Please give back the listing exactly as it reads.

• • •

//! Semantic product search.
//!
//! Turns a free-text query into a ranked list of catalog products using:
//! - an OpenAI-compatible embedding provider for query vectors
//! - Qdrant for vector storage and similarity search
//! - an optional structured filter applied by the index alongside similarity
//!
//! # Architecture
//!
//! ```text
//! ┌────────────┐     ┌──────────────┐     ┌───────────────┐
//! │ query text │────▶│   Embedder   │────▶│  query vector │
//! └────────────┘     │ (remote API) │     │  [f32; 1536]  │
//!                    └──────────────┘     └───────┬───────┘
//!                                                 │
//! ┌────────────────┐   filter predicate   ┌───────▼───────┐
//! │ ProductFilters │─────────────────────▶│  VectorIndex  │
//! │ (brand/price…) │                      │   (Qdrant)    │
//! └────────────────┘                      └───────┬───────┘
//!                                                 │
//!                                         ┌───────▼───────┐
//!                                         │ ProductMatch  │
//!                                         │   (ranked)    │
//!                                         └───────────────┘
//! ```
//!
//! The two remote calls are strictly sequential: the index is never queried
//! when embedding generation fails. The index is the sole source of ranking
//! truth; this module does no re-ranking of its own.

mod embedding;
mod filter;
mod index;
mod ingest;
mod service;

pub use embedding::{Embedder, OpenAiEmbedder};
pub use filter::ProductFilters;
pub use index::{IndexPoint, QdrantIndex, ScoredPayload, VectorIndex};
pub use ingest::{embedding_text, ingest_catalog, IngestReport};
pub use service::{ProductMatch, SearchRequest, SearchService};

/// Default embedding model (1536 dimensions).
pub const DEFAULT_EMBEDDING_MODEL: &str = "text-embedding-3-small";

/// Default chat model driving the agent.
pub const DEFAULT_CHAT_MODEL: &str = "gpt-4o-mini";

/// Default number of results per search.
pub const DEFAULT_TOP_K: u64 = 5;

/// Default minimum similarity score for a result to be included.
pub const DEFAULT_SCORE_THRESHOLD: f32 = 0.2;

• • •

* **ANSWER FOR THIS EXERCISE**
//! Semantic product search.
//!
//! Turns a free-text query into a ranked list of catalog products using:
//! - an OpenAI-compatible embedding provider for query vectors
//! - Qdrant for vector storage and similarity search
//! - an optional structured filter applied by the index alongside similarity
//!
//! # Architecture
//!
//! ```text
//! ┌────────────┐     ┌──────────────┐     ┌───────────────┐
//! │ query text │────▶│   Embedder   │────▶│  query vector │
//! └────────────┘     │ (remote API) │     │  [f32; 1536]  │
//!                    └──────────────┘     └───────┬───────┘
//!                                                 │
//! ┌────────────────┐   filter predicate   ┌───────▼───────┐
//! │ ProductFilters │─────────────────────▶│  VectorIndex  │
//! │ (brand/price…) │                      │   (Qdrant)    │
//! └────────────────┘                      └───────┬───────┘
//!                                                 │
//!                                         ┌───────▼───────┐
//!                                         │ ProductMatch  │
//!                                         │   (ranked)    │
//!                                         └───────────────┘
//! ```
//!
//! The two remote calls are strictly sequential: the index is never queried
//! when embedding generation fails. The index is the sole source of ranking
//! truth; this module does no re-ranking of its own.

mod embedding;
mod filter;
mod index;
mod ingest;
mod service;

pub use embedding::{Embedder, OpenAiEmbedder};
pub use filter::ProductFilters;
pub use index::{IndexPoint, QdrantIndex, ScoredPayload, VectorIndex};
pub use ingest::{embedding_text, ingest_catalog, IngestReport};
pub use service::{ProductMatch, SearchRequest, SearchService};

/// Default embedding model (1536 dimensions).
pub const DEFAULT_EMBEDDING_MODEL: &str = "text-embedding-3-small";

/// Default chat model driving the agent.
pub const DEFAULT_CHAT_MODEL: &str = "gpt-4o-mini";

/// Default number of results per search.
pub const DEFAULT_TOP_K: u64 = 5;

/// Default minimum similarity score for a result to be included.
pub const DEFAULT_SCORE_THRESHOLD: f32 = 0.2;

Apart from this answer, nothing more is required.